Moz Q&A is closed.
After more than 13 years, and tens of thousands of questions, Moz Q&A closed on 12th December 2024. Whilst we’re not completely removing the content - many posts will still be possible to view - we have locked both new posts and new replies. More details here.
520 Error from crawl report with Cloudflare
-
I am getting a lot of 520 Server Error in crawl reports. I see this is related to Cloudflare. We know 520 is Cloudflare so maybe the Moz team can change this from "unknown" to "Cloudflare 520". Perhaps the Moz team can update the "how to fix" section in the reporting, if they have some possible suggestions on how to avoid seeing these in the report of if there is a real issue that needs to be addressed. At this point I don't know.
There must be a solution that Moz can provide like a setting in Cloudflare that will permit the Rogerbot if Cloudflare is blocking it because it does not like its behavior or something.
It could be that Rogerbot is crawling my site on a bad day or at a time when we were deploying a massive site change. If I know when my site will be down can I pause Rogerbot?
I found this https://developers.cloudflare.com/support/troubleshooting/general-troubleshooting/troubleshooting-crawl-errors/
-
A 520 error is an HTTP error code that indicates that Cloudflare was unable to establish a connection to the origin server. This can happen for a variety of reasons, including:
Server downtime: The origin server might be down or undergoing maintenance.
Firewall restrictions: The origin server might have a firewall that is blocking requests from Cloudflare.
DNS issues: There might be a DNS misconfiguration that is preventing Cloudflare from resolving the origin server's IP address.
SSL issues: There might be an issue with the SSL certificate on the origin server.
To troubleshoot the issue, you can try the following:
Check if the origin server is up and running.
Check if the origin server has a firewall that is blocking requests from Cloudflare.
Check if the DNS is configured correctly.
Check if the SSL certificate is valid and configured correctly.
If none of these steps resolve the issue, you can reach out to Cloudflare support for further assistance.
-
@awilliams_kingston To answer your question, there is no option to pause Rogerbot manually. However, Rogerbot only crawls a website when a Site Crawl campaign is active and scheduled to run. If you want to pause Rogerbot, you can stop the active campaign or schedule the next crawl to start at a later time.
To schedule a Site Crawl, go to your Moz Pro account, click on "Site Crawl" in the left-hand navigation menu, and select "Add Campaign" to set up a new campaign or select an existing one. From there, you can customize your crawl settings, including the crawl frequency and start time.

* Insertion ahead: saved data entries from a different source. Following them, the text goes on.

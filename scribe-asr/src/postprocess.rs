//! Transcript text post-processing.
//!
//! Case repair runs on every hypothesis. Punctuation runs on committed text
//! only. Inverse text normalization happens inside the recognizer; this module
//! only decides which rule files it receives.

use crate::error::Result;
use crate::traits::Punctuator;
use std::path::PathBuf;

/// Lower-case shouting-case text and capitalize its first character.
///
/// Text with no alphabetic characters, or with any lower-case letter, is
/// returned unchanged.
pub fn repair_case(text: &str) -> String {
    let has_alpha = text.chars().any(char::is_alphabetic);
    if !has_alpha || text != text.to_uppercase() {
        return text.to_string();
    }

    let lower = text.to_lowercase();
    let mut chars = lower.chars();
    match chars.next() {
        Some(first) => first.to_uppercase().chain(chars).collect(),
        None => lower,
    }
}

/// Keep the rule FSTs that exist on disk and join them for the recognizer.
///
/// Returns `None` (ITN disabled) when no path survives.
pub fn resolve_rule_fsts(paths: &[PathBuf]) -> Option<String> {
    let valid: Vec<&str> = paths
        .iter()
        .filter(|path| {
            let exists = path.is_file();
            if !exists {
                tracing::warn!(path = %path.display(), "skipping missing ITN rule file");
            }
            exists
        })
        .filter_map(|path| {
            let s = path.to_str();
            if s.is_none() {
                tracing::warn!(path = %path.display(), "skipping non UTF-8 ITN rule path");
            }
            s
        })
        .collect();

    if valid.is_empty() {
        if !paths.is_empty() {
            tracing::warn!("no usable ITN rule files, normalization disabled");
        }
        return None;
    }

    Some(valid.join(","))
}

/// Text clean-up applied before segments leave the pipeline.
#[derive(Default)]
pub struct TextPostProcessor {
    punctuator: Option<Box<dyn Punctuator>>,
}

impl TextPostProcessor {
    pub fn new(punctuator: Option<Box<dyn Punctuator>>) -> Self {
        Self { punctuator }
    }

    pub fn has_punctuation(&self) -> bool {
        self.punctuator.is_some()
    }

    /// Clean an in-progress hypothesis. Never punctuated.
    pub fn partial(&self, text: &str) -> String {
        repair_case(text.trim())
    }

    /// Clean committed text, restoring punctuation when a model is configured.
    pub fn finalize(&self, text: &str) -> Result<String> {
        let repaired = repair_case(text.trim());
        match &self.punctuator {
            Some(punctuator) if !repaired.is_empty() => {
                let punctuated = punctuator.add_punctuation(&repaired)?;
                Ok(punctuated.trim().to_string())
            }
            _ => Ok(repaired),
        }
    }
}

impl std::fmt::Debug for TextPostProcessor {
    fn fmt(&self, f: &mut std::fmt::Formatter<'_>) -> std::fmt::Result {
        f.debug_struct("TextPostProcessor")
            .field("punctuation", &self.has_punctuation())
            .finish()
    }
}
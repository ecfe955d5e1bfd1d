//! CT-transformer punctuation restoration.

use super::ffi::{self, PunctuationPtr};
use super::{CStrings, lib};
use crate::config::PunctuationConfig;
use crate::error::{ConfigError, EngineError, Result};
use crate::traits::Punctuator;
use std::ffi::{CStr, CString};

pub struct SherpaPunctuator {
    ptr: PunctuationPtr,
}

// SAFETY: the punctuation model is immutable after construction.
unsafe impl Send for SherpaPunctuator {}
unsafe impl Sync for SherpaPunctuator {}

impl SherpaPunctuator {
    pub fn new(config: &PunctuationConfig) -> Result<Self> {
        let lib = lib()?;
        let mut strings = CStrings::default();

        let mut c: ffi::OfflinePunctuationConfig = ffi::zeroed();
        c.model.ct_transformer = strings.path(&config.model)?;
        c.model.num_threads = i32::try_from(config.num_threads).unwrap_or(1);
        c.model.provider = strings.text("provider", &config.provider)?;

        let ptr = unsafe { (lib.create_punctuation)(&c) };
        if ptr.is_null() {
            return Err(ConfigError::EngineRejected("punctuation model").into());
        }

        tracing::info!(model = %config.model.display(), "punctuation model loaded");

        Ok(Self { ptr })
    }
}

impl Punctuator for SherpaPunctuator {
    fn add_punctuation(&self, text: &str) -> Result<String> {
        let lib = lib()?;
        let input = CString::new(text).map_err(|_| EngineError::InvalidText)?;

        let out = unsafe { (lib.add_punct)(self.ptr, input.as_ptr()) };
        if out.is_null() {
            return Err(EngineError::NullResult("punctuation").into());
        }

        // SAFETY: non-null, nul-terminated string owned by the engine until freed below.
        let result = unsafe { CStr::from_ptr(out) }
            .to_str()
            .map(str::to_owned)
            .map_err(EngineError::from);
        unsafe { (lib.free_punct_text)(out) };

        Ok(result?)
    }
}

impl Drop for SherpaPunctuator {
    fn drop(&mut self) {
        if let Ok(lib) = lib() {
            unsafe { (lib.destroy_punctuation)(self.ptr) };
        }
    }
}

If you have a scheduled maintenance window and want to prevent Rogerbot from crawling your site during that time, you can adjust the crawl frequency to avoid overlapping with your maintenance schedule. You can also use a robots.txt file to block the crawler from accessing specific pages or sections of your site.
-
@awilliams_kingston The 520 server error you're seeing in your Moz crawl reports is related to Cloudflare. It's a generic error, which means it could be caused by a variety of issues, including server overload or misconfigured settings.
To address this, you could check your Cloudflare firewall settings and see if there are any rules that are blocking the Moz Rogerbot crawler. If there are, try adding an exception for the Rogerbot user agent to allow it to crawl your site without being blocked.

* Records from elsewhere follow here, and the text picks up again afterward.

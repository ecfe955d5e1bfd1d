//! sherpa-onnx backend for the engine traits.
//!
//! Call [`init`] once at startup before constructing any engine; it is the
//! capability check that locates and loads the native library.

mod ffi;
mod punct;
mod recognizer;
mod vad;

pub use punct::SherpaPunctuator;
pub use recognizer::{OfflineStream, OnlineStream, SherpaRecognizer, SherpaStream};
pub use vad::SherpaVad;

use crate::error::{ConfigError, EngineError, Result};
use crate::types::RecognitionResult;
use std::ffi::{CStr, CString, c_char};
use std::path::Path;

/// Locate and load the native library.
///
/// # Errors
///
/// [`ConfigError::LibraryUnavailable`] when no candidate could be loaded.
pub fn init(lib_dir: Option<&Path>) -> std::result::Result<(), ConfigError> {
    ffi::init_library(lib_dir)
        .map(|_| ())
        .map_err(ConfigError::LibraryUnavailable)
}

fn lib() -> Result<&'static ffi::SherpaLibrary> {
    ffi::get_lib().map_err(|e| ConfigError::LibraryUnavailable(e).into())
}

/// Owns the C strings referenced by a config struct until the engine is built.
#[derive(Default)]
struct CStrings(Vec<CString>);

impl CStrings {
    fn text(&mut self, name: &'static str, value: &str) -> std::result::Result<*const c_char, ConfigError> {
        let owned = CString::new(value).map_err(|_| ConfigError::InvalidOption {
            name,
            reason: "contains a nul byte".to_string(),
        })?;
        Ok(self.keep(owned))
    }

    fn path(&mut self, path: &Path) -> std::result::Result<*const c_char, ConfigError> {
        let owned = path
            .to_str()
            .and_then(|s| CString::new(s).ok())
            .ok_or_else(|| ConfigError::InvalidPath(path.to_path_buf()))?;
        Ok(self.keep(owned))
    }

    fn keep(&mut self, owned: CString) -> *const c_char {
        // The heap buffer does not move when the vector grows.
        let ptr = owned.as_ptr();
        self.0.push(owned);
        ptr
    }
}

fn sample_count(samples: &[f32]) -> std::result::Result<i32, EngineError> {
    i32::try_from(samples.len()).map_err(|_| EngineError::WaveformTooLarge(samples.len()))
}

/// Parse a result JSON string owned by the engine. The caller frees it.
fn parse_result(ptr: *const c_char, what: &'static str) -> Result<RecognitionResult> {
    if ptr.is_null() {
        return Err(EngineError::NullResult(what).into());
    }
    // SAFETY: non-null, nul-terminated string returned by the engine and not yet freed.
    let json = unsafe { CStr::from_ptr(ptr) }
        .to_str()
        .map_err(EngineError::from)?;
    Ok(serde_json::from_str(json)?)
}

#[cfg(test)]
mod tests {
    use super::*;

    #[test]
    fn cstrings_stay_valid_after_growth() {
        let mut strings = CStrings::default();
        let first = strings.text("provider", "cpu").unwrap();
        for i in 0..64 {
            strings.text("filler", &format!("value-{i}")).unwrap();
        }

        // SAFETY: `strings` still owns the buffer.
        let value = unsafe { CStr::from_ptr(first) };
        assert_eq!(value.to_str().unwrap(), "cpu");
    }

    #[test]
    fn interior_nul_is_rejected() {
        let mut strings = CStrings::default();

        let result = strings.text("provider", "c\0pu");

        assert!(matches!(result, Err(ConfigError::InvalidOption { name: "provider", .. })));
    }

    #[test]
    fn parses_result_json() {
        let raw = CString::new(r#"{"text":"HI","tokens":["H","I"],"timestamps":[0.0,0.4]}"#).unwrap();

        let result = parse_result(raw.as_ptr(), "test").unwrap();

        assert_eq!(result.text, "HI");
        assert_eq!(result.tokens, ["H", "I"]);
    }

    #[test]
    fn null_result_is_engine_error() {
        let result = parse_result(std::ptr::null(), "test");

        assert!(matches!(
            result,
            Err(crate::error::Error::Engine(EngineError::NullResult("test")))
        ));
    }

    #[test]
    #[ignore = "requires the sherpa-onnx shared library"]
    fn loads_native_library() {
        init(std::env::var_os("SCRIBE_LIB_DIR").as_deref().map(Path::new)).unwrap();
    }
}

If you know your site will be down for maintenance or undergoing significant changes, you could pause the Moz crawler during that time to prevent it from generating false 520 errors in your reports.
Finally, you could check out the troubleshooting guide in the Cloudflare documentation for more information on identifying and addressing crawl errors. Remember to work with both Moz and Cloudflare support teams to find a solution that works for your specific setup.
-
@Kateparish Thank you.
How do you pause Rogerbot? I can't find anything on that in my admin panel but maybe it is because there is no crawl happening at the moment and my next crawl is scheduled to happen in a few days. Also, is there a way to schedule a pause if a crawl is happening? If I know I have site maintenance on a certain day of the week a specific time, for example, I can have Rogerbot take a break? -
A 520 error typically indicates a connection error between Cloudflare and the origin server. This error occurs when the server returns an empty or invalid response to Cloudflare, or when the server takes too long to respond.

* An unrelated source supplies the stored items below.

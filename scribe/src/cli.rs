//! CLI argument definitions using clap.

use clap::{Parser, Subcommand};
use eyre::Result;
use scribe_asr::types::OutputEvent;
use std::ffi::OsStr;
use std::io::Write;

#[derive(Debug, Parser)]
#[command(name = "scribe")]
#[command(about = "Speech transcription sidecar")]
#[command(version)]
pub struct Cli {
    #[command(subcommand)]
    pub command: Commands,
}

#[derive(Debug, Subcommand)]
pub enum Commands {
    /// Transcribe live PCM from stdin into JSON lines
    Stream(crate::stream::Args),

    /// Transcribe a media file into a JSON array or SRT
    Batch(crate::batch::Args),
}

/// Where a fatal error object is written.
#[derive(Clone, Copy, Debug, PartialEq, Eq)]
pub enum ErrorChannel {
    Stdout,
    Stderr,
}

impl Commands {
    /// Stream hosts read errors from the protocol channel, batch hosts from stderr.
    pub fn error_channel(&self) -> ErrorChannel {
        match self {
            Commands::Stream(_) => ErrorChannel::Stdout,
            Commands::Batch(_) => ErrorChannel::Stderr,
        }
    }
}

/// Channel for a command line that did not parse, judged from the raw arguments.
pub fn channel_for_args<I, T>(args: I) -> ErrorChannel
where
    I: IntoIterator<Item = T>,
    T: AsRef<OsStr>,
{
    let subcommand = args
        .into_iter()
        .skip(1)
        .find(|arg| !arg.as_ref().to_string_lossy().starts_with('-'));
    match subcommand {
        Some(arg) if arg.as_ref() == "stream" => ErrorChannel::Stdout,
        _ => ErrorChannel::Stderr,
    }
}

/// Turn a parse failure into a reportable error.
///
/// Help and version requests are not failures and yield `None`.
pub fn usage_error(err: &clap::Error) -> Option<eyre::Report> {
    if !err.use_stderr() {
        return None;
    }
    let rendered = err.to_string();
    let first = rendered.split("\n\n").next().unwrap_or_default();
    let message = first
        .trim_start_matches("error: ")
        .split_whitespace()
        .collect::<Vec<_>>()
        .join(" ");
    Some(eyre::eyre!("invalid arguments: {message}"))
}

/// Execute CLI command - separated for testing.
pub fn run_cli(cli: Cli) -> Result<()> {
    tracing::debug!(?cli, "parsed arguments");

    match cli.command {
        Commands::Stream(args) => crate::stream::execute(args.try_into()?),
        Commands::Batch(args) => crate::batch::execute(args.try_into()?),
    }
}

/// `{"error": "..."}` carrying the whole context chain.
pub fn error_line(err: &eyre::Report) -> String {
    let event = OutputEvent::error(format!("{err:#}"));
    serde_json::to_string(&event).unwrap_or_else(|_| r#"{"error":"unknown error"}"#.to_string())
}

/// Write the error object to its channel.
pub fn report_error(err: &eyre::Report, channel: ErrorChannel) {
    let line = error_line(err);
    let written = match channel {
        ErrorChannel::Stdout => writeln!(std::io::stdout().lock(), "{line}"),
        ErrorChannel::Stderr => writeln!(std::io::stderr().lock(), "{line}"),
    };
    if let Err(e) = written {
        tracing::error!(error = %e, "failed to report error");
    }
}
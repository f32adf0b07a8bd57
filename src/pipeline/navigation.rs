//! Navigation tree assembly.
//!
//! One navigation group per project, pages stably ordered by category rank.
//! Non-navigable categories never make it into the tree; empty groups are
//! kept so every processed project stays visible in the manifest.

use serde::{Deserialize, Serialize};

use crate::classifier::DocCategory;
use crate::pipeline::generator::GeneratedDocument;

#[derive(Debug, Clone, Serialize, Deserialize, PartialEq)]
pub struct NavigationEntry {
    pub title: String,
    pub path: String,
    pub category: DocCategory,
}

#[derive(Debug, Clone, Serialize, Deserialize)]
pub struct NavigationGroup {
    pub group: String,
    pub pages: Vec<NavigationEntry>,
}

#[derive(Debug, Clone, Default, Serialize, Deserialize)]
pub struct NavigationTree {
    pub groups: Vec<NavigationGroup>,
}

impl NavigationTree {
    pub fn page_count(&self) -> usize {
        self.groups.iter().map(|g| g.pages.len()).sum()
    }
}

/// Accumulates per-project page groups in processing order.
#[derive(Debug, Default)]
pub struct NavigationBuilder {
    groups: Vec<NavigationGroup>,
}

impl NavigationBuilder {
    pub fn new() -> Self {
        Self::default()
    }

    /// Add a project's documents as one group. Pages are filtered to
    /// navigable categories and stably sorted by category rank, so documents
    /// sharing a rank keep their generation order.
    pub fn add_project(&mut self, group: &str, documents: &[GeneratedDocument]) {
        let mut pages: Vec<NavigationEntry> = documents
            .iter()
            .filter(|doc| doc.category.is_navigable())
            .map(|doc| NavigationEntry {
                title: doc.title.clone(),
                path: doc.rel_path.clone(),
                category: doc.category,
            })
            .collect();
        pages.sort_by_key(|entry| entry.category.nav_order());

        self.groups.push(NavigationGroup {
            group: group.to_string(),
            pages,
        });
    }

    pub fn build(self) -> NavigationTree {
        NavigationTree {
            groups: self.groups,
        }
    }
}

To troubleshoot a 520 error from a crawl report with Cloudflare, you can take the following steps:
Check the server logs: The first step in troubleshooting a 520 error is to check the server logs for any error messages. Look for any errors related to the server's network or connectivity, such as DNS resolution issues, network timeouts, or firewall restrictions.
Check Cloudflare logs: Cloudflare logs can provide additional insights into the cause of the error. Check the Cloudflare logs for any error messages or connection issues between Cloudflare and the origin server.
Temporarily disable Cloudflare: Temporarily disabling Cloudflare can help you determine if the error is caused by Cloudflare or the origin server. If the error disappears when Cloudflare is disabled, then the issue is likely with Cloudflare.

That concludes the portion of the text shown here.